Боюсь, при взгляде на предложенную комментатором адресацию сонета,
глаза читателя полезут на лоб. Однако уверяю вас, мои собственные глаза,
когда я понял, в чём тут дело, тоже полезли на лоб - и я разразился
хохотом! Остаётся только догадываться, как хохотали над этим сонетом
сами Рэтленд, Елизавета и Пембрук.
Однако давайте разбираться по порядку. Прежде всего надо заметить,
что (и это, конечно, давным-давно обнаружено учёными-шекспироведами)
этот сонет имеет прямую связь со стихотворением Томаса Уотсона (того
самого Уотсона, которого Джордж Стивенс ещё в восемнадцатом веке
поставил выше Шекспира как более искусного поэта).
[Далее С. Степанов приводит стихотворение Уотсона на языке
оригинала. Я опускаю его, надеясь, что не слишком въедливый читатель
простит мне экономию места, а въедливый и сам прочтёт в книжке, каковую
непременно добудет, на то он и въедливый. - В.Р.]
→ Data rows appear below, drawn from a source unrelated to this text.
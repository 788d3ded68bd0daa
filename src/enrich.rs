use crate::client::{Attempt, Clock, HttpRequest, RateLimitedClient, Transport};
use crate::config::CollectorConfig;
use crate::types::{RepoId, RepositoryRecord};
use serde::Deserialize;
use serde_json::{json, Value};
use thiserror::Error;
use tracing::{debug, error, info, warn};

const NODES_QUERY: &str = r#"
  query GetRepositoryDetails($ids: [ID!]!) {
    nodes(ids: $ids) {
      ... on Repository {
        nameWithOwner
        url
        description
        stargazerCount
        forkCount
        watchers { totalCount }
        issues { totalCount }
        pullRequests { totalCount }
        primaryLanguage { name, color }
        repositoryTopics(first: 10) {
          nodes { topic { name } }
        }
        createdAt
        updatedAt
        isArchived
        isFork
        licenseInfo { name, spdxId }
      }
    }
  }
"#;

#[derive(Debug, Error)]
pub enum BatchError {
    #[error("still rate limited after {0} attempts")]
    Throttled(u32),
    #[error("GraphQL request failed with status {0}")]
    Status(u16),
    #[error(transparent)]
    Transport(#[from] crate::client::TransportError),
    #[error("unreadable GraphQL response: {0}")]
    Body(#[from] serde_json::Error),
}

#[derive(Deserialize)]
struct NodesResponse {
    data: Option<NodesData>,
    #[serde(default)]
    errors: Vec<Value>,
}

#[derive(Deserialize)]
struct NodesData {
    #[serde(default)]
    nodes: Vec<Value>,
}

fn graphql_url(config: &CollectorConfig) -> String {
    format!("{}/graphql", config.api_base.trim_end_matches('/'))
}

/// Turns one `nodes` entry into a record. Null entries and entries without
/// `nameWithOwner` (deleted or private repositories) yield `None`.
fn hydrate(node: Value) -> Option<RepositoryRecord> {
    let name = node.get("nameWithOwner")?.as_str()?.to_string();
    match serde_json::from_value(node) {
        Ok(record) => Some(record),
        Err(e) => {
            warn!(repo = %name, error = %e, "dropping repository with unexpected shape");
            None
        }
    }
}

/// What one successful HTTP exchange amounted to. GitHub reports GraphQL rate
/// limiting inside a 200 response, which is handled like a 403/429.
enum BatchReply {
    Nodes(Vec<RepositoryRecord>),
    RateLimited,
}

fn is_rate_limited(error: &Value) -> bool {
    error.get("type").and_then(Value::as_str) == Some("RATE_LIMITED")
}

fn parse_batch(body: &str) -> Result<BatchReply, BatchError> {
    let resp: NodesResponse = serde_json::from_str(body)?;
    if resp.errors.iter().any(is_rate_limited) {
        return Ok(BatchReply::RateLimited);
    }
    if !resp.errors.is_empty() {
        debug!(errors = resp.errors.len(), "GraphQL reported partial errors");
    }
    let nodes = resp.data.map(|d| d.nodes).unwrap_or_default();
    Ok(BatchReply::Nodes(nodes.into_iter().filter_map(hydrate).collect()))
}

/// Looks up one batch, re-sending the same batch after a fixed cooldown while throttled.
fn fetch_batch<T: Transport, C: Clock>(
    client: &RateLimitedClient<T, C>,
    config: &CollectorConfig,
    batch: &[RepoId],
) -> Result<Vec<RepositoryRecord>, BatchError> {
    let request = HttpRequest::post_json(
        graphql_url(config),
        json!({ "query": NODES_QUERY, "variables": { "ids": batch } }),
    );
    let attempts = config.max_batch_attempts.max(1);

    for attempt in 1..=attempts {
        match client.attempt(&request)? {
            Attempt::Response(resp) if resp.is_success() => {
                if let BatchReply::Nodes(records) = parse_batch(&resp.body)? {
                    return Ok(records);
                }
            }
            Attempt::Response(resp) => return Err(BatchError::Status(resp.status)),
            Attempt::Throttled(_) => {}
        }
        warn!(
            attempt,
            cooldown_secs = config.batch_cooldown_secs,
            "rate limit hit during GraphQL fetch"
        );
        client.pause(config.batch_cooldown());
    }
    Err(BatchError::Throttled(attempts))
}

/// Resolves identifiers into records in batches of `batch_size`.
///
/// A batch that fails is logged and skipped; its repositories are absent from the
/// output. The politeness delay follows every batch.
pub fn enrich<T: Transport, C: Clock>(
    client: &RateLimitedClient<T, C>,
    config: &CollectorConfig,
    ids: &[RepoId],
) -> Vec<RepositoryRecord> {
    if ids.is_empty() {
        return Vec::new();
    }
    info!(total = ids.len(), "fetching repository details");

    let mut records = Vec::with_capacity(ids.len());
    for (index, batch) in ids.chunks(config.batch_size.max(1)).enumerate() {
        let done = index * config.batch_size.max(1);
        if done % 200 == 0 {
            info!("progress: {}/{} repos", done, ids.len());
        }

        match fetch_batch(client, config, batch) {
            Ok(found) => {
                if found.len() < batch.len() {
                    debug!(
                        requested = batch.len(),
                        resolved = found.len(),
                        "some repositories no longer resolve"
                    );
                }
                records.extend(found);
            }
            Err(e) => error!(batch = index, size = batch.len(), error = %e, "batch fetch failed"),
        }

        client.pause(config.batch_delay());
    }

    info!(resolved = records.len(), "enrichment complete");
    records
}
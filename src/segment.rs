use crate::client::{Clock, HttpRequest, RateLimitedClient, Transport};
use crate::config::CollectorConfig;
use crate::types::{IdentifierSet, RepoId};
use serde::Deserialize;
use tracing::{error, info, warn};

#[derive(Deserialize, Debug, Default)]
pub struct CodeSearchPage {
    #[serde(default)]
    pub total_count: u64,
    #[serde(default)]
    pub items: Vec<CodeSearchItem>,
}

#[derive(Deserialize, Debug)]
pub struct CodeSearchItem {
    pub repository: Option<ItemRepository>,
}

#[derive(Deserialize, Debug)]
pub struct ItemRepository {
    pub node_id: Option<String>,
}

/// Builds a code-search URL for `filename:<target> <predicate>`.
pub fn search_url(config: &CollectorConfig, predicate: &str, per_page: u32, page: Option<u32>) -> String {
    let q = format!("filename:{} {}", config.filename, predicate);
    let mut url = format!(
        "{}/search/code?q={}&per_page={}",
        config.api_base.trim_end_matches('/'),
        urlencoding::encode(q.trim()),
        per_page
    );
    if let Some(page) = page {
        url.push_str(&format!("&page={}", page));
    }
    url
}

#[derive(Debug, Clone, PartialEq, Eq)]
pub enum SegmentEnd {
    /// A page came back empty.
    Exhausted,
    /// `max_pages` pages were read.
    PageCeiling,
    /// 422 from the search endpoint: no deeper pages are served for this query.
    DepthLimit,
    HttpError(u16),
    Transport,
    MalformedBody,
}

#[derive(Debug, Clone, PartialEq, Eq)]
pub struct SegmentSummary {
    pub pages: u32,
    pub items: usize,
    pub new_ids: usize,
    pub end: SegmentEnd,
}

/// Paginates one bounded query, merging every repository id into `ids`.
///
/// Throttled pages are retried in place by the client. Any other failure ends this
/// segment only; ids merged so far are kept.
pub fn fetch_segment<T: Transport, C: Clock>(
    client: &RateLimitedClient<T, C>,
    config: &CollectorConfig,
    predicate: &str,
    ids: &mut IdentifierSet,
) -> SegmentSummary {
    info!(segment = predicate, "running segment");

    let mut summary = SegmentSummary {
        pages: 0,
        items: 0,
        new_ids: 0,
        end: SegmentEnd::Exhausted,
    };
    let mut page = 1;

    loop {
        let request = HttpRequest::get(search_url(config, predicate, config.page_size, Some(page)));
        let resp = match client.call(&request) {
            Ok(resp) => resp,
            Err(e) => {
                error!(segment = predicate, page, error = %e, "network error, abandoning segment");
                summary.end = SegmentEnd::Transport;
                break;
            }
        };

        if resp.status == 422 {
            info!(segment = predicate, page, "search depth limit reached for this segment");
            summary.end = SegmentEnd::DepthLimit;
            break;
        }
        if !resp.is_success() {
            error!(segment = predicate, page, status = resp.status, "search request failed");
            summary.end = SegmentEnd::HttpError(resp.status);
            break;
        }

        let parsed: CodeSearchPage = match serde_json::from_str(&resp.body) {
            Ok(parsed) => parsed,
            Err(e) => {
                error!(segment = predicate, page, error = %e, "unreadable search response");
                summary.end = SegmentEnd::MalformedBody;
                break;
            }
        };
        summary.pages += 1;

        let mut stop = None;
        if parsed.items.is_empty() {
            stop = Some(SegmentEnd::Exhausted);
        } else {
            let mut fresh = 0;
            for node_id in parsed
                .items
                .iter()
                .filter_map(|item| item.repository.as_ref()?.node_id.clone())
            {
                if ids.insert(RepoId(node_id)) {
                    fresh += 1;
                }
            }
            summary.items += parsed.items.len();
            summary.new_ids += fresh;
            info!(
                page,
                items = parsed.items.len(),
                new_unique = fresh,
                "page fetched"
            );

            page += 1;
            if page > config.max_pages {
                info!(segment = predicate, "segment page ceiling reached");
                stop = Some(SegmentEnd::PageCeiling);
            }
        }

        // Secondary quota: every successful page is followed by the politeness delay.
        client.pause(config.page_delay());

        if let Some(end) = stop {
            summary.end = end;
            break;
        }
    }

    if summary.end == SegmentEnd::Transport || summary.end == SegmentEnd::MalformedBody {
        warn!(
            segment = predicate,
            kept = summary.new_ids,
            "segment ended early, keeping identifiers found so far"
        );
    }
    summary
}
Как видим, стихотворение и впрямь очень приличное, вполне красивое.
Однако Елизавета выворачивает его наизнанку. Мало того что все
характеристики возлюбленной Уотсона оказываются у "возлюбленной"
Елизаветы отсутствующими, у неё ещё и "возлюбленная" превратилась в
"возлюбленного", да ещё такого, как Рэтленд!
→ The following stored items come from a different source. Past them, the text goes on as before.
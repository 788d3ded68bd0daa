use crate::client::{GitHubTransport, RateLimitedClient, SystemClock, ThrottlePolicy};
use crate::config::{self, CollectorConfig};
use crate::pipeline;
use crate::snapshot::PublishOutcome;
use crate::AppError;
use std::path::Path;

pub struct CollectArgs<'a> {
    pub output: &'a Path,
    pub config: Option<&'a Path>,
    pub min_size: Option<u64>,
    pub max_size: Option<u64>,
}

pub fn collect_command(args: CollectArgs<'_>) -> Result<(), AppError> {
    let mut config = CollectorConfig::load(args.config)?;
    if let Some(min) = args.min_size {
        config.size_min = min;
    }
    if let Some(max) = args.max_size {
        config.size_max = max;
    }
    if config.size_min > config.size_max {
        return Err(AppError::InvalidRange {
            min: config.size_min,
            max: config.size_max,
        });
    }

    let token = config::token_from_env()?;
    let transport = GitHubTransport::new(token)?;
    let client = RateLimitedClient::new(
        transport,
        SystemClock,
        ThrottlePolicy::from_config(&config),
    );

    let report = pipeline::collect(&client, &config, args.output)?;

    println!("\n{}", "=".repeat(60));
    match report.outcome {
        PublishOutcome::Written => {
            println!("✓ Saved {} repositories to {}", report.retained, report.output.display());
            println!(
                "  discovered: {} | resolved: {} | kept: {}",
                report.discovered, report.enriched, report.retained
            );
        }
        PublishOutcome::Preserved => {
            println!("No repositories found; kept existing {}", report.output.display());
        }
    }
    println!("{}", "=".repeat(60));
    Ok(())
}
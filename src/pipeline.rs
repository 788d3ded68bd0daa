use crate::client::{Clock, RateLimitedClient, Transport};
use crate::config::CollectorConfig;
use crate::discovery::discover;
use crate::enrich::enrich;
use crate::snapshot::{self, PublishOutcome, SnapshotError};
use crate::types::{SizeRange, Snapshot};
use std::path::{Path, PathBuf};
use tracing::info;

#[derive(Debug, Clone, PartialEq, Eq)]
pub struct RunReport {
    pub discovered: usize,
    pub enriched: usize,
    pub retained: usize,
    pub outcome: PublishOutcome,
    pub output: PathBuf,
}

/// One full collection: discovery, enrichment, quality filter, snapshot.
///
/// Network trouble only shrinks the result; the only error returned is a failure to
/// write the snapshot.
pub fn collect<T: Transport, C: Clock>(
    client: &RateLimitedClient<T, C>,
    config: &CollectorConfig,
    output: &Path,
) -> Result<RunReport, SnapshotError> {
    let range = SizeRange::new(config.size_min, config.size_max);
    let found = discover(client, config, range).ids;

    if found.is_empty() {
        let outcome = snapshot::publish_empty(output, client.clock().now())?;
        return Ok(RunReport {
            discovered: 0,
            enriched: 0,
            retained: 0,
            outcome,
            output: output.to_path_buf(),
        });
    }

    let ids = found.into_ids();
    let records = enrich(client, config, &ids);
    let enriched = records.len();

    let now = client.clock().now();
    let kept = snapshot::retain_notable(records, now, config.fresh_window());
    let snapshot = Snapshot::new(now, kept);
    snapshot::write_snapshot(output, &snapshot)?;

    info!(
        repos = snapshot.count,
        path = %output.display(),
        "snapshot saved"
    );

    Ok(RunReport {
        discovered: ids.len(),
        enriched,
        retained: snapshot.count,
        outcome: PublishOutcome::Written,
        output: output.to_path_buf(),
    })
}
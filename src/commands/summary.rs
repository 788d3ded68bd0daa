use crate::snapshot;
use crate::summary::summarize;
use crate::AppError;
use std::path::Path;

pub fn summary_command(path: &Path) -> Result<(), AppError> {
    let snapshot = snapshot::read_snapshot(path)?;
    let stats = summarize(&snapshot);

    println!("Snapshot:  {}", path.display());
    println!("Generated: {}", snapshot.timestamp.to_rfc3339());
    println!();
    println!("  Repositories: {}", stats.total_repos);
    println!("  ⭐ Stars:      {} (avg {})", stats.total_stars, stats.avg_stars);
    println!("  Forks:        {}", stats.total_forks);

    if stats.total_repos == 0 {
        return Ok(());
    }

    println!("\nLanguages:");
    for lang in stats.top_languages.iter().take(10) {
        let color = lang.color.as_deref().unwrap_or("");
        println!("  {:<20} {:>6}  {}", lang.name, lang.count, color);
    }

    if !stats.top_topics.is_empty() {
        println!("\nTopics:");
        for topic in &stats.top_topics {
            println!("  #{:<19} {}", topic.name, topic.count);
        }
    }

    println!("\nLicenses:");
    for license in stats.licenses.iter().take(10) {
        println!("  {:<20} {}", license.name, license.count);
    }
    Ok(())
}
Итак, в тексте сонета трижды встречается выражение "моя госпожа"
(my mistress) - 130: 1, 130: 8 и 130: 12. Однако у Шекспира в Q трижды
текст выглядит иначе - my Mistres, а это отнюдь не my Mistris! Я
полагаю, что это либо "развитие" шуточки Елизаветы - misteres (126),
Mistersse - с опущением гласной "е" между t и r, либо попросту авторская
порча, то есть эта гласная была выброшена при подготовке рукописи к
публикации. Соответственно, авторской порчей являются женские
местоимения - she, her, равно как и "богиня" (goddesse).
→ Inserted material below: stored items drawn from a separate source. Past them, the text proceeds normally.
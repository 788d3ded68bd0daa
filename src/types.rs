use chrono::{DateTime, Utc};
use serde::{Deserialize, Serialize};
use std::collections::HashSet;
use std::fmt;

/// Opaque repository key issued by GitHub (`node_id`).
#[derive(Serialize, Deserialize, Debug, Clone, PartialEq, Eq, Hash)]
#[serde(transparent)]
pub struct RepoId(pub String);

impl fmt::Display for RepoId {
    fn fmt(&self, f: &mut fmt::Formatter<'_>) -> fmt::Result {
        f.write_str(&self.0)
    }
}

/// Identifiers collected during discovery. Grows monotonically; re-inserting is a no-op.
#[derive(Debug, Default)]
pub struct IdentifierSet {
    seen: HashSet<RepoId>,
    order: Vec<RepoId>,
}

impl IdentifierSet {
    pub fn new() -> Self {
        Self::default()
    }

    /// Returns true when the identifier was not present before.
    pub fn insert(&mut self, id: RepoId) -> bool {
        if self.seen.contains(&id) {
            return false;
        }
        self.seen.insert(id.clone());
        self.order.push(id);
        true
    }

    pub fn len(&self) -> usize {
        self.order.len()
    }

    pub fn is_empty(&self) -> bool {
        self.order.is_empty()
    }

    /// Hands the identifiers off in the order they were first discovered.
    pub fn into_ids(self) -> Vec<RepoId> {
        self.order
    }
}

/// Inclusive file-size interval used to keep each search under the result cap.
#[derive(Debug, Clone, Copy, PartialEq, Eq)]
pub struct SizeRange {
    pub min: u64,
    pub max: u64,
}

impl SizeRange {
    pub fn new(min: u64, max: u64) -> Self {
        Self { min, max }
    }

    /// Halves the range at `floor((min + max) / 2)`. A single point cannot be split.
    pub fn split(&self) -> Option<(SizeRange, SizeRange)> {
        if self.min >= self.max {
            return None;
        }
        let mid = self.min + (self.max - self.min) / 2;
        Some((SizeRange::new(self.min, mid), SizeRange::new(mid + 1, self.max)))
    }

    pub fn qualifier(&self) -> String {
        format!("size:{}..{}", self.min, self.max)
    }
}

impl fmt::Display for SizeRange {
    fn fmt(&self, f: &mut fmt::Formatter<'_>) -> fmt::Result {
        write!(f, "[{}..{}]", self.min, self.max)
    }
}

#[derive(Serialize, Deserialize, Debug, Clone, PartialEq)]
pub struct Language {
    pub name: String,
    #[serde(default, skip_serializing_if = "Option::is_none")]
    pub color: Option<String>,
}

#[derive(Serialize, Deserialize, Debug, Clone, PartialEq)]
#[serde(rename_all = "camelCase")]
pub struct License {
    pub name: String,
    #[serde(default, skip_serializing_if = "Option::is_none")]
    pub spdx_id: Option<String>,
}

/// A repository hydrated from the GraphQL `nodes` lookup.
///
/// The serialized form matches the GraphQL response shape, which is also what the
/// dashboard reads from the snapshot.
#[derive(Serialize, Deserialize, Debug, Clone, PartialEq)]
#[serde(rename_all = "camelCase")]
pub struct RepositoryRecord {
    pub name_with_owner: String,
    pub url: String,
    pub description: Option<String>,
    pub stargazer_count: u64,
    pub fork_count: u64,
    #[serde(with = "total_count")]
    pub watchers: u64,
    #[serde(with = "total_count")]
    pub issues: u64,
    #[serde(with = "total_count")]
    pub pull_requests: u64,
    pub primary_language: Option<Language>,
    #[serde(rename = "repositoryTopics", with = "topic_nodes", default)]
    pub topics: Vec<String>,
    pub created_at: DateTime<Utc>,
    pub updated_at: DateTime<Utc>,
    pub is_archived: bool,
    pub is_fork: bool,
    pub license_info: Option<License>,
}

/// Snapshot file consumed by the dashboard. Always replaced wholesale.
#[derive(Serialize, Deserialize, Debug, Clone, PartialEq)]
pub struct Snapshot {
    pub timestamp: DateTime<Utc>,
    pub count: usize,
    pub repos: Vec<RepositoryRecord>,
}

impl Snapshot {
    pub fn new(timestamp: DateTime<Utc>, repos: Vec<RepositoryRecord>) -> Self {
        Self {
            timestamp,
            count: repos.len(),
            repos,
        }
    }
}

// `{ "totalCount": n }` <-> n
mod total_count {
    use serde::{Deserialize, Deserializer, Serialize, Serializer};

    #[derive(Serialize, Deserialize)]
    #[serde(rename_all = "camelCase")]
    struct Connection {
        total_count: u64,
    }

    pub fn serialize<S: Serializer>(value: &u64, serializer: S) -> Result<S::Ok, S::Error> {
        Connection { total_count: *value }.serialize(serializer)
    }

    pub fn deserialize<'de, D: Deserializer<'de>>(deserializer: D) -> Result<u64, D::Error> {
        Connection::deserialize(deserializer).map(|c| c.total_count)
    }
}

// `{ "nodes": [{ "topic": { "name": .. } }] }` <-> ["..", ..]
mod topic_nodes {
    use serde::{Deserialize, Deserializer, Serialize, Serializer};

    #[derive(Serialize, Deserialize)]
    struct Topic {
        name: String,
    }

    #[derive(Serialize, Deserialize)]
    struct TopicNode {
        topic: Topic,
    }

    #[derive(Serialize, Deserialize)]
    struct Connection {
        #[serde(default)]
        nodes: Vec<TopicNode>,
    }

    pub fn serialize<S: Serializer>(value: &[String], serializer: S) -> Result<S::Ok, S::Error> {
        let nodes = value
            .iter()
            .map(|name| TopicNode {
                topic: Topic { name: name.clone() },
            })
            .collect();
        Connection { nodes }.serialize(serializer)
    }

    pub fn deserialize<'de, D: Deserializer<'de>>(deserializer: D) -> Result<Vec<String>, D::Error> {
        let connection = Connection::deserialize(deserializer)?;
        let mut names: Vec<String> = Vec::with_capacity(connection.nodes.len());
        for node in connection.nodes {
            if !names.contains(&node.topic.name) {
                names.push(node.topic.name);
            }
        }
        Ok(names)
    }
}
Между тем речь идёт о Рэтленде, а my Mistres следует читать как
"моего господина", "моего возлюбленного". Его глаза, хоть и ясные, но
они запали; его губы имеют землистый цвет; его кожа, в том числе и на
груди (у мужчины тоже имеются груди! - breasts) - серо-коричневая (her
breasts are dun) - по-видимому, у Рэтленда была сильно поражена печень,
что и вызвало его "почернение"; щёки Рэтленда, разумеется, того же
землистого цвета; о сколько-нибудь приятном запахе от заживо гниющей
плоти Рэтленда говорить и вовсе не приходится; завершает картину грохот
шагов еле ковыляющего Рэтленда - ведь он впрямую хром, с трудом ходит,
суставы его поражены недугом, они, по сути дела, вывернуты и при ходьбе
должны были ужасно болеть.
В ключе Елизавета говорит не о "красоте" своего возлюбленного, а о
его "редкости" (as rare), так как талант Рэтленда и впрямь редкость.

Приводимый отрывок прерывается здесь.